So-Called HIV 'Cure' Is Not Actually a Cure

RTR491GY
A nurse tests a blood sample for HIV. Athit Perawongmetha / Reuters

In recent years, there have been several claims that HIV was cured in different people, but these proclamations haven't generally panned out.

There was the case of an infected Mississippi baby given antiretroviral drugs shortly after birth, who was declared "functionally cured" in March 2013. This summer, doctors detected HIV in her blood.

Also over the summer, doctors found that two men who had been given an aggressive cancer treatment had undetectable HIV levels. Their doctors held out hope the two men were cured. But once again the virus came back, months later.

And now, Agence France-Presse (and several other outlets) is reporting that two patients in France have experienced an "apparent spontaneous cure."

As detailed in a study to be published in Clinical Microbiology and Infection, a team of French researchers describe the case of two men infected years ago (one of them 30 years in the past) who never developed AIDS and have undetectable levels of HIV.

"The AIDS-causing virus remained in their immune cells but was inactivated because its genetic code had been altered," the AFP reports. "The change appeared to be linked to increased activity of a common enzyme named APOBEC, [the researchers] theorized."

The hypothesis put forward by the researchers is that in these patients this enzyme altered the genetics of HIV so that it couldn't infect immune cells and turn them into virus factories, which is how HIV typically operates.

These individuals are examples of "elite controllers," the article continues. This term is used to refer to a small subset (less than 1 percent) of HIV patients who never develop AIDS—the immune-depleted state that usually follows the virus and opens up the door to some other opportunistic infection, which can ultimately lead to death.

However, it is wholly inaccurate to call this a "cure," and the methods used in the study were not high quality, said an American HIV researcher who wishes to remain anonymous because he was not authorized by his institution to speak on the matter. Specifically, the study authors used a clinical test to look for HIV in the patients' blood. The clinical test is more widely available and less expensive than the standard laboratory methods that are typically used, but it's also 10 times less sensitive, the researcher tells Newsweek.

This matters greatly because even "elite controllers" typically have viruses in their blood, but at levels so low that they can be detected only by the most sensitive assays, he says.

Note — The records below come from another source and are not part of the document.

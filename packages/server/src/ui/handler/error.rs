//! Mapping of relay errors to HTTP responses.

use axum::{
    Json,
    http::StatusCode,
    response::{IntoResponse, Response},
};

use crate::{
    domain::{RelayError, ValueObjectError},
    infrastructure::dto::http::ErrorDto,
};

/// Error returned by the HTTP handlers
#[derive(Debug)]
pub struct ApiError(pub RelayError);

impl ApiError {
    pub fn status(&self) -> StatusCode {
        match &self.0 {
            RelayError::SessionNotFound(_) => StatusCode::NOT_FOUND,
            RelayError::SessionEnded(_) => StatusCode::GONE,
            RelayError::SessionActive(_) => StatusCode::CONFLICT,
            RelayError::IdentityConflict(_) => StatusCode::CONFLICT,
            RelayError::AuthError(_) => StatusCode::UNAUTHORIZED,
            RelayError::InvalidInput(_) => StatusCode::BAD_REQUEST,
            RelayError::Transport(_) => StatusCode::INTERNAL_SERVER_ERROR,
        }
    }
}

impl From<RelayError> for ApiError {
    fn from(error: RelayError) -> Self {
        Self(error)
    }
}

impl From<ValueObjectError> for ApiError {
    fn from(error: ValueObjectError) -> Self {
        Self(error.into())
    }
}

impl IntoResponse for ApiError {
    fn into_response(self) -> Response {
        let status = self.status();
        if status.is_server_error() {
            tracing::error!("Request failed: {}", self.0);
        } else {
            tracing::debug!("Request rejected: {}", self.0);
        }
        (
            status,
            Json(ErrorDto {
                error: self.0.to_string(),
            }),
        )
            .into_response()
    }
}
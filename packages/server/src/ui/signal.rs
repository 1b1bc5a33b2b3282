//! Graceful shutdown signal.

/// Resolves on Ctrl+C, or on SIGTERM on unix
pub async fn shutdown_signal() {
    let ctrl_c = async {
        if let Err(e) = tokio::signal::ctrl_c().await {
            tracing::error!("Failed to listen for Ctrl+C: {}", e);
            std::future::pending::<()>().await;
        }
    };

    #[cfg(unix)]
    let terminate = async {
        match tokio::signal::unix::signal(tokio::signal::unix::SignalKind::terminate()) {
            Ok(mut signal) => {
                signal.recv().await;
            }
            Err(e) => {
                tracing::error!("Failed to listen for SIGTERM: {}", e);
                std::future::pending::<()>().await;
            }
        }
    };

    #[cfg(not(unix))]
    let terminate = std::future::pending::<()>();

    tokio::select! {
        _ = ctrl_c => {},
        _ = terminate => {},
    }

    tracing::info!("Shutdown signal received, stopping server");
}
//! Message formatting utilities for client display.

use chrono::{DateTime, Utc};
use hiroba_server::infrastructure::dto::websocket::{MessageType, WireMessage};

/// Message formatter for client display
pub struct MessageFormatter;

impl MessageFormatter {
    /// Format an inbound frame according to its type
    pub fn format_frame(frame: &WireMessage) -> String {
        let at = Self::display_time(frame.timestamp.as_deref());
        match frame.r#type {
            MessageType::Message => Self::format_chat_message(
                frame.client_id.as_deref().unwrap_or("?"),
                &frame.message,
                frame.seq,
                &at,
            ),
            MessageType::System => Self::format_system_message(&frame.message, &at),
            MessageType::SessionEnd => Self::format_session_end(&at),
            MessageType::Join => Self::format_raw_message(&frame.message),
        }
    }

    /// Format a chat message
    ///
    /// # Arguments
    ///
    /// * `from` - The client ID of the sender
    /// * `content` - The message content
    /// * `seq` - Sequence number within the session, if the relay assigned one
    /// * `sent_at` - Display time of the message
    pub fn format_chat_message(from: &str, content: &str, seq: Option<u64>, sent_at: &str) -> String {
        let seq = seq.map(|s| format!("#{} ", s)).unwrap_or_default();
        format!(
            "\n\n------------------------------------------------------------\n\
             {}@{}: {}\n\
             sent at {}\n\
             ------------------------------------------------------------\n",
            seq, from, content, sent_at
        )
    }

    /// Format a presence notification (`... has joined the room`)
    pub fn format_system_message(content: &str, at: &str) -> String {
        format!("\n* {} ({})\n", content, at)
    }

    pub fn format_session_end(at: &str) -> String {
        format!(
            "\n============================================================\n\
             Session has been ended at {}.\n\
             ============================================================\n",
            at
        )
    }

    /// Format a binary message notification
    pub fn format_binary_message(byte_count: usize) -> String {
        format!("\n← Received {} bytes of binary data\n", byte_count)
    }

    /// Format a raw text message (when parsing fails)
    pub fn format_raw_message(text: &str) -> String {
        format!("\n← Received: {}\n", text)
    }

    /// Greeting printed once the socket is open
    pub fn format_connected(session_id: &str, client_id: Option<&str>) -> String {
        match client_id {
            Some(client_id) => format!(
                "\nYou are '{}' in session '{}'. Type messages and press Enter to send. Press Ctrl+C to exit.\n",
                client_id, session_id
            ),
            None => format!(
                "\nWatching session '{}' (read-only). Press Ctrl+C to exit.\n",
                session_id
            ),
        }
    }

    /// `YYYY-mm-dd HH:MM:SS` (UTC) from an RFC 3339 wire timestamp
    pub fn display_time(timestamp: Option<&str>) -> String {
        match timestamp.and_then(|t| DateTime::parse_from_rfc3339(t).ok()) {
            Some(time) => time
                .with_timezone(&Utc)
                .format("%Y-%m-%d %H:%M:%S")
                .to_string(),
            None => timestamp.unwrap_or("-").to_string(),
        }
    }
}

#[cfg(test)]
mod tests {
    use super::*;

    fn frame(r#type: MessageType, client_id: Option<&str>, message: &str) -> WireMessage {
        WireMessage {
            r#type,
            client_id: client_id.map(str::to_string),
            message: message.to_string(),
            timestamp: Some("2023-01-01T00:00:00.000Z".to_string()),
            seq: Some(7),
        }
    }

    #[test]
    fn test_format_chat_frame() {
        // テスト項目: チャットメッセージが送信者・シーケンス番号・時刻付きでフォーマットされる
        // given (前提条件):
        let frame = frame(MessageType::Message, Some("alice"), "Hello, world!");

        // when (操作):
        let result = MessageFormatter::format_frame(&frame);

        // then (期待する結果):
        assert!(result.contains("#7 @alice: Hello, world!"));
        assert!(result.contains("sent at 2023-01-01 00:00:00"));
        assert!(result.contains("------------------------------------------------------------"));
    }

    #[test]
    fn test_format_system_frame() {
        // テスト項目: join/leave の system メッセージは 1 行で表示される
        let frame = frame(MessageType::System, Some("bob"), "Client bob has joined the room");

        let result = MessageFormatter::format_frame(&frame);

        assert_eq!(result, "\n* Client bob has joined the room (2023-01-01 00:00:00)\n");
    }

    #[test]
    fn test_format_session_end_frame() {
        // テスト項目: session_end は終了の告知として表示される
        let frame = frame(MessageType::SessionEnd, None, "Session has been ended.");

        let result = MessageFormatter::format_frame(&frame);

        assert!(result.contains("Session has been ended at 2023-01-01 00:00:00."));
    }

    #[test]
    fn test_display_time_falls_back_to_raw_value() {
        // テスト項目: 解釈できないタイムスタンプはそのまま、欠落は "-" で表示される
        assert_eq!(MessageFormatter::display_time(Some("yesterday")), "yesterday");
        assert_eq!(MessageFormatter::display_time(None), "-");
    }

    #[test]
    fn test_format_connected_for_viewer() {
        // テスト項目: viewer には読み取り専用である旨が表示される
        let result = MessageFormatter::format_connected("s1", None);

        assert!(result.contains("Watching session 's1' (read-only)"));
    }

    #[test]
    fn test_format_binary_message() {
        // テスト項目: バイナリメッセージ通知が正しくフォーマットされる
        let result = MessageFormatter::format_binary_message(1024);

        assert!(result.contains("1024 bytes"));
        assert!(result.contains("Received"));
    }
}
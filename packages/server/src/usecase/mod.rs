//! UseCase layer
//!
//! 1 操作 1 構造体。依存は `Arc<dyn Trait>` で受け取り、Infrastructure 層を直接知らない。
//! `BroadcastRouter` がセッション単位の排他区間を持ち、書き込み系のユースケースはすべてそこを通る。

pub mod broadcast_router;
pub mod connect_participant;
pub mod connect_viewer;
pub mod create_session;
pub mod delete_session;
pub mod disconnect;
pub mod end_session;
pub mod export_session;
pub mod list_sessions;
pub mod policy;
pub mod replay_engine;
pub mod send_message;
pub mod session_query;

#[cfg(test)]
pub(crate) mod test_support;

pub use broadcast_router::{BroadcastRouter, SessionGate};
pub use connect_participant::{ConnectParticipantUseCase, ParticipantRequest};
pub use connect_viewer::ConnectViewerUseCase;
pub use create_session::CreateSessionUseCase;
pub use delete_session::DeleteSessionUseCase;
pub use disconnect::DisconnectUseCase;
pub use end_session::{EndSessionUseCase, SESSION_END_CLOSE_CODE};
pub use export_session::{ExportSessionUseCase, SessionExport};
pub use list_sessions::ListSessionsUseCase;
pub use policy::RelayPolicy;
pub use replay_engine::ReplayEngine;
pub use send_message::SendMessageUseCase;
pub use session_query::{
    GetSessionDetailUseCase, GetSessionMessagesUseCase, GetSessionStatisticsUseCase,
    SessionDetail,
};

So it's highly probable that these patients do in fact have HIV in their bloodstream but it isn't showing up using the clinical test.

This would make them no more or less special than other "elite controllers," the researcher adds.

Next the researchers analyzed sequences of DNA that the HIV had inserted into the patients' immune cells (which is also a standard behavior of the retrovirus). From this analysis, they concluded that the retrovirus had been altered and "inactivated" by the APOBEC enzyme. But this is hardly surprising. APOBEC is a standard component of the immune cells the retrovirus targets, and the enzyme's function is exactly that: to induce mutations in HIV to render it harmless.

But this usually doesn't work, because HIV reproduces so quickly and mutates on its own, allowing it to evade APOBEC. And even if it is affected by APOBEC, HIV can still be infectious and continue spreading through the body, the researcher says.

It is possible that an APOBEC-led attack could have rendered these patients' HIV noninfectious, but it's highly unlikely, because it would have had to occur early on when the retrovirus was infecting only a few cells in the body, according to the researcher. "The most important effect is probably early on, when HIV is only affecting one or two cells. Once the virus takes off, it's too late," he adds. And these patients showed evidence of antibodies against the virus, suggesting a significant quantity of virus at some point in the past.

There could be many reasons why these patients are elite-controllers, and it's indeed worthwhile to study such people to see why they might be resistant to HIV, the researcher says. But it's unfair to use the C-word.

"The depth of analysis is insufficient to fit the conclusion—the hypothesis is cool, but they jumped the gun" on calling it a cure, he says.

The only person to be "cured' of HIV is Timothy Brown, also known as the "Berlin patient," who received a bone marrow transplant from somebody who was genetically resistant to the pathogen.